- [What is being asked]
Among the entries that follow, find every line with the word "Option" and copy it.

- [Dataset excerpts]
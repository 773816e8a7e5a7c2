use std::sync::Arc;
use std::time::Duration;

use futures::future::join_all;

use crate::cache::TtlCache;
use crate::crawler::{PageStyle, PaginatingCrawler};
use crate::error::AppError;
use crate::extract::{FeedExtractor, ListingExtractor, PageExtractor};
use crate::models::{CrawlEpoch, MovieRecord};
use crate::reconcile::{ratings_map, reconcile};
use crate::traits::{Clock, Enricher, Fetcher};

/// Cache key for the reconciled diary epoch.
const MERGED_EPOCH: &str = "diary";

/// Which upstream listing(s) a crawl covers.
#[derive(Debug, Clone, Copy, PartialEq, Eq)]
pub enum CrawlSource {
    /// The films listing only; ratings come from the listing itself.
    Films,
    /// The diary listing only.
    Diary,
    /// The feed, a rating-less single-page profile.
    Feed,
    /// Films reconciled with diary ratings; what the catalog serves.
    Merged,
}

/// Static configuration for one user's catalog.
#[derive(Debug, Clone)]
pub struct CatalogConfig {
    pub username: String,
    pub base_url: String,
    pub catalog_id: String,
    pub ttl: Duration,
    pub max_pages: Option<usize>,
    pub crawl_timeout: Option<Duration>,
}

impl CatalogConfig {
    pub fn new(username: impl Into<String>) -> Self {
        Self {
            username: username.into(),
            base_url: "https://letterboxd.com".to_string(),
            catalog_id: "cinelog-diary".to_string(),
            ttl: Duration::from_secs(3600),
            max_pages: None,
            crawl_timeout: None,
        }
    }

    pub fn with_base_url(mut self, base_url: impl Into<String>) -> Self {
        self.base_url = base_url.into();
        self
    }

    pub fn with_ttl(mut self, ttl: Duration) -> Self {
        self.ttl = ttl;
        self
    }

    pub fn with_max_pages(mut self, max_pages: Option<usize>) -> Self {
        self.max_pages = max_pages;
        self
    }

    pub fn with_crawl_timeout(mut self, timeout: Option<Duration>) -> Self {
        self.crawl_timeout = timeout;
        self
    }

    fn source_url(&self, suffix: &str) -> String {
        format!(
            "{}/{}/{suffix}",
            self.base_url.trim_end_matches('/'),
            self.username
        )
    }
}

/// The public-facing catalog operations.
///
/// Orchestrates cache → crawl → reconcile → enrich and shapes the result.
/// All crawl errors stop here: callers get an empty list or a missing item,
/// never an exception from the pipeline.
pub struct CatalogService<F, E, C>
where
    F: Fetcher,
    E: Enricher,
    C: Clock,
{
    config: CatalogConfig,
    fetcher: F,
    enricher: E,
    clock: C,
    cache: TtlCache<CrawlEpoch, C>,
}

impl<F, E, C> CatalogService<F, E, C>
where
    F: Fetcher,
    E: Enricher,
    C: Clock,
{
    pub fn new(config: CatalogConfig, fetcher: F, enricher: E, clock: C) -> Self {
        Self {
            config,
            fetcher,
            enricher,
            cache: TtlCache::new(clock.clone()),
            clock,
        }
    }

    /// All records of the matching catalog, in crawl order. A filter that
    /// matches nothing yields an empty result, not an error.
    pub async fn list_catalog(&self, catalog_id: &str) -> Vec<MovieRecord> {
        if catalog_id != self.config.catalog_id {
            tracing::debug!(catalog_id, "unknown catalog requested");
            return Vec::new();
        }

        match self.epoch().await {
            Ok(epoch) => epoch.records.clone(),
            Err(e) => {
                tracing::warn!(error = %e, "catalog unavailable, serving empty listing");
                Vec::new()
            }
        }
    }

    /// Look up one record by id in the most recent epoch.
    pub async fn get_item(&self, id: &str) -> Option<MovieRecord> {
        match self.epoch().await {
            Ok(epoch) => epoch.records.iter().find(|r| r.id == id).cloned(),
            Err(e) => {
                tracing::warn!(error = %e, id, "item lookup with no epoch available");
                None
            }
        }
    }

    async fn epoch(&self) -> Result<Arc<CrawlEpoch>, AppError> {
        self.cache
            .get_or_refresh(MERGED_EPOCH, self.config.ttl, || async {
                let records = self.build_records(CrawlSource::Merged).await?;
                Ok(CrawlEpoch {
                    records,
                    fetched_at: self.clock.now(),
                })
            })
            .await
    }

    /// One uncached end-to-end crawl of the chosen source(s), reconciled
    /// and enriched. The cached catalog path uses [`CrawlSource::Merged`];
    /// the single-source variants exist for one-shot inspection.
    pub async fn build_records(&self, source: CrawlSource) -> Result<Vec<MovieRecord>, AppError> {
        let records = match source {
            CrawlSource::Films => {
                let films = self.crawl_listing("films/", ListingExtractor::films()).await?;
                let ratings = ratings_map(&films);
                reconcile(films, &ratings, &self.config.username)
            }
            CrawlSource::Diary => {
                let diary = self
                    .crawl_listing("films/diary/", ListingExtractor::diary())
                    .await?;
                let ratings = ratings_map(&diary);
                reconcile(diary, &ratings, &self.config.username)
            }
            CrawlSource::Feed => {
                let feed = PaginatingCrawler::new(
                    self.fetcher.clone(),
                    FeedExtractor::new(),
                    self.config.source_url("rss/"),
                    PageStyle::NextLink,
                )
                .with_max_pages(self.config.max_pages)
                .with_deadline(self.config.crawl_timeout)
                .crawl()
                .await?;
                reconcile(feed, &ratings_map(&[]), &self.config.username)
            }
            CrawlSource::Merged => {
                // Two independent logical sources; each paginates strictly
                // in order internally.
                let (films, diary) = tokio::try_join!(
                    self.crawl_listing("films/", ListingExtractor::films()),
                    self.crawl_listing("films/diary/", ListingExtractor::diary()),
                )?;
                let ratings = ratings_map(&diary);
                reconcile(films, &ratings, &self.config.username)
            }
        };

        Ok(join_all(records.into_iter().map(|r| self.enrich_record(r))).await)
    }

    async fn crawl_listing<X: PageExtractor>(
        &self,
        suffix: &str,
        extractor: X,
    ) -> Result<Vec<crate::models::RawItem>, AppError> {
        PaginatingCrawler::new(
            self.fetcher.clone(),
            extractor,
            self.config.source_url(suffix),
            PageStyle::Numbered,
        )
        .with_max_pages(self.config.max_pages)
        .with_deadline(self.config.crawl_timeout)
        .crawl()
        .await
    }

    async fn enrich_record(&self, record: MovieRecord) -> MovieRecord {
        let fallback = record.clone();
        match self.enricher.enrich(record).await {
            Ok(enriched) => enriched,
            Err(e) => {
                tracing::debug!(error = %e, "enrichment failed, keeping record as-is");
                fallback
            }
        }
    }
}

- [Exercise solution]
    pub max_pages: Option<usize>,
    pub crawl_timeout: Option<Duration>,
    pub fn with_max_pages(mut self, max_pages: Option<usize>) -> Self {
    pub fn with_crawl_timeout(mut self, timeout: Option<Duration>) -> Self {
    pub async fn get_item(&self, id: &str) -> Option<MovieRecord> {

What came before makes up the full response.